You might NOT be able to sponsor family members for some of the following reasons:
- If it has been less than three years since you signed an undertaking letter for another sponsored family member, you will not be able to submit a new application for another relative.
- Individuals who are on social assistance, besides disability assistance, are not eligible to be sponsors.
- You cannot be a sponsor if you did not pay back any social assistance received by the sponsored relative while the undertaking you signed was still in place.
- Anyone who is bankrupt, in default of immigration loan, performance bond, court order alimony or child support cannot be a sponsor. Bad credit habits give a poor picture of your ability to provide for the basic needs of your sponsored family.
- If you have been convicted of a violent or sexual offence you may not be able to apply for sponsorship for your family members. Also if you are currently incarcerated or under a removal order, you cannot be a sponsor.
For a spouse or partner who is living outside of Canada, the process usually takes approximately one year to gain approval. The processing time is dependent on the workload that the visa or immigration office is experiencing, as well as how complete the application is. Missing or confusing information can stall the process.
There have been many fraudulent cases of “marriages of convenience” where the primary reason of the union is to obtain permanent residence status in Canada. Immigration officers must ensure that the relationship between the sponsor and their spouse/partner is genuine and not entered into for the sole purpose of immigration. The same criteria must be factored into assessing the genuineness of relationships with their respective children. Moreover, in order to properly assess the genuineness of such relationships between partners or spouses the officer in question must consider the factors that actually constitute a conjugal union; factoring in issues of child dependency and the sponsor’s contribution to such relationships if applicable.
Proving marriage is genuine
In regards to marriage, applicants must provide evidence of the marriage in question. Furthermore, if the marriage took place in a country other than Canada, then the parties involved must provide valid documentation proving that the marriage was legally recognized in the country where the marriage took place. The marriage must also be in full accordance with Canadian Federal Law to be qualified.
Proving common-law relationship is genuine
In regards to eligibility criteria for common-law partnerships, the sponsor and their common-law partner must be living together/cohabiting for at least 12 months. Interestingly, in some cases a person may be currently married to a third party but may still be considered as part of a common-law partnership. For instance, their marriage may have broken down and they may be living with a common-law partner for at least 12 months. In other words, the cohabitation with a common-law partner may have commenced after one party physically speared from their spouse. In such an event, the sponsorship officer may look for evidence of spousal separation; including a separation agreement or a court order regarding the legal custody of dependent children.
Proving conjugal relationship is genuine
In regards to a conjugal relationship, the officer must first be satisfied that a genuine conjugal relationship actually exists. In this case, the term “conjugal” refers to a relationship that is exclusive between two people. The degree of attachment must also be both emotional and physical, and must involve an enduring and mutual commitment to a shared partnership for the foreseeable future. In addition, financial and emotional inter dependency must be demonstrable in some capacity. A qualified and competent spousal sponsorship officer will always factor in the aforementioned criteria when determining the eligibility of a common-law or spousal residency application.

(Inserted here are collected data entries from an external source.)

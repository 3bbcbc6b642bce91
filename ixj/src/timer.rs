//! The periodic card tick and the thread that drives it.

use std::sync::Arc;
use std::thread::{self, JoinHandle};
use std::time::Duration;

use crossbeam::channel::{bounded, select, tick, Sender};
use ixj_pac::register::SlicState;
use log::{debug, info, trace, warn};

use crate::board::Board;
use crate::callerid::{CidKind, CidPhase, ACK_WAIT_MS};
use crate::card::{Card, CardCore};
use crate::clock::Tick;
use crate::error::Result;
use crate::event::PhoneEvent;
use crate::hook::Port;

impl Card {
    /// One timer period of card work. Returns `false` when the tick was
    /// skipped because an operation held the card.
    ///
    /// A failing step is logged and the rest of the tick still runs; the
    /// next tick retries.
    pub fn tick(&self) -> bool {
        let Some(mut guard) = self.core.try_enter() else {
            trace!("card busy; tick skipped");
            return false;
        };
        let core = &mut *guard;
        let board = &self.board;
        let now = board.now();

        if let Err(e) = core.update_hookstate(board, now) {
            warn!("hookstate: {e}");
        }
        if let Err(e) = core.advance_tone(board, now) {
            warn!("tone: {e}");
        }
        if let Err(e) = core.service_audio(board, now) {
            warn!("audio: {e}");
        }

        if core.ring.is_active() {
            let step = core.ring.advance(now, core.hookstate.off_hook(), core.cid.is_playing());
            if step.finished {
                debug!("ringing over");
            }
            if let Err(e) = core.apply_ring_step(board, step) {
                warn!("ring: {e}");
            }
        } else if let Err(e) = core.monitor(board, now) {
            warn!("monitor: {e}");
        }

        if board.kind.has_pstn() {
            let bridged = core.pots_pstn && core.hookstate.off_hook();
            if let Err(e) = core.daa.poll(board, &mut core.pld, now, bridged, &mut core.events) {
                warn!("DAA: {e}");
            }
        }

        core.events.deliver();
        true
    }
}

impl CardCore {
    fn update_hookstate(&mut self, board: &Board, now: Tick) -> Result<()> {
        let ctx = self.hook_context();
        let bits = self.hook.read(board, &mut self.pld, &ctx, now, &mut self.events)?;
        if bits.off_hook() != self.hookstate.off_hook() {
            debug!("{}", if bits.off_hook() { "off-hook" } else { "on-hook" });
            self.events.raise(PhoneEvent::Hookstate(bits.off_hook()));
        }
        self.hookstate = bits;
        Ok(())
    }

    fn advance_tone(&mut self, board: &Board, now: Tick) -> Result<()> {
        if let Some(command) = self.tone.advance(now) {
            command.apply(board)?;
        }
        if self.cid.phase == CidPhase::Alerting && !self.tone.is_playing() {
            let deadline = now.offset(board.ticks_from_ms(ACK_WAIT_MS));
            self.cid.phase = CidPhase::AwaitingAck(deadline);
        }
        Ok(())
    }

    fn service_audio(&mut self, board: &Board, now: Tick) -> Result<()> {
        self.restore_audio(board)?;

        let fsk = if self.cid.is_playing() { Some(&mut self.fsk) } else { None };
        let digits = self.audio.service(board, fsk)?;
        for &digit in &digits {
            self.events.raise(PhoneEvent::Dtmf(digit));
        }

        match self.cid.phase {
            CidPhase::AwaitingAck(deadline) => {
                if digits.iter().any(|&d| d == 'A' || d == 'D') {
                    info!("Caller-ID acknowledged");
                    if let Some(caller_id) = self.cid.pending.take() {
                        caller_id.render(&mut self.fsk, CidKind::Waiting);
                    }
                    self.cid.phase = CidPhase::Playing(CidKind::Waiting);
                } else if now.is_after(deadline) {
                    info!("no Caller-ID acknowledgment");
                    self.finish_caller_id(board, false)?;
                }
            }
            CidPhase::Playing(kind) => {
                let picked_up = kind == CidKind::OnHook && self.hookstate.off_hook();
                if self.fsk.is_drained() || picked_up {
                    self.finish_caller_id(board, true)?;
                }
            }
            CidPhase::Idle | CidPhase::Alerting | CidPhase::Restoring(_) => {}
        }
        Ok(())
    }

    /// Idle-line work: keep the SLIC in step with the hookswitch and sample
    /// the tone filters once per DSP frame.
    fn monitor(&mut self, board: &Board, now: Tick) -> Result<()> {
        if self.port == Port::Pots && !self.pots_pstn && self.cid.is_idle() {
            match (self.hookstate.off_hook(), board.slic_state()) {
                (true, Some(state)) if state != SlicState::Active => {
                    self.pld.set_slic_state(board, SlicState::Active);
                }
                (false, Some(SlicState::Active)) => {
                    self.pld.set_slic_state(board, SlicState::Standby);
                }
                _ => {}
            }
        }

        if !self.filters.iter().any(|f| f.is_active()) {
            return Ok(());
        }
        let frame = board.dsp.frame_count()?;
        if self.last_frame == Some(frame) {
            return Ok(());
        }
        self.last_frame = Some(frame);

        for (n, filter) in self.filters.iter_mut().enumerate() {
            if !filter.is_active() {
                continue;
            }
            let status = board.dsp.filter_status(n)?;
            let outcome = filter.sample(status & 1 != 0, now);
            if outcome.matched {
                self.events.raise(PhoneEvent::FilterCadence(n));
            }
            if outcome.triggered {
                self.events.raise(PhoneEvent::FilterTrigger(n));
            }
        }
        Ok(())
    }
}

/// Ticks a card from its own thread until stopped or dropped.
pub struct TimerThread {
    stop: Option<Sender<()>>,
    handle: Option<JoinHandle<()>>,
}

impl TimerThread {
    pub fn spawn(card: Arc<Card>, period: Duration) -> Result<Self> {
        Self::spawn_with(card, period, || {})
    }

    /// `on_start` runs on the timer thread before the first tick, e.g. to
    /// raise its scheduling priority.
    pub fn spawn_with<F>(card: Arc<Card>, period: Duration, on_start: F) -> Result<Self>
    where
        F: FnOnce() + Send + 'static,
    {
        let (stop, stopped) = bounded::<()>(1);

        let handle = thread::Builder::new()
            .name("ixj_timer".to_string())
            .spawn(move || {
                on_start();
                let ticker = tick(period);
                loop {
                    select! {
                        recv(ticker) -> _ => {
                            card.tick();
                        }
                        recv(stopped) -> _ => break,
                    }
                }
                debug!("timer thread done");
            })?;

        Ok(Self {
            stop: Some(stop),
            handle: Some(handle),
        })
    }

    pub fn stop(mut self) {
        self.shutdown();
    }

    fn shutdown(&mut self) {
        // Dropping the sender disconnects the stop channel.
        self.stop.take();
        if let Some(handle) = self.handle.take() {
            if handle.join().is_err() {
                warn!("timer thread panicked");
            }
        }
    }
}

impl Drop for TimerThread {
    fn drop(&mut self) {
        self.shutdown();
    }
}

In the event of an annulment or divorce of a previous marriage the officer may need to confirm the validity of a foreign annulment or divorce with the suitable visa office; as divorce is illegal in certain countries.
If your sponsorship application was refused, you can submit an appeal to the Immigration Appeal Division (IAD).
Sponsorship appeals re-address the refusal of a sponsorship application by the immigration authorities in an attempt to sponsor a family member such as a spouse, partner, child or parent for permanent residence in Canada.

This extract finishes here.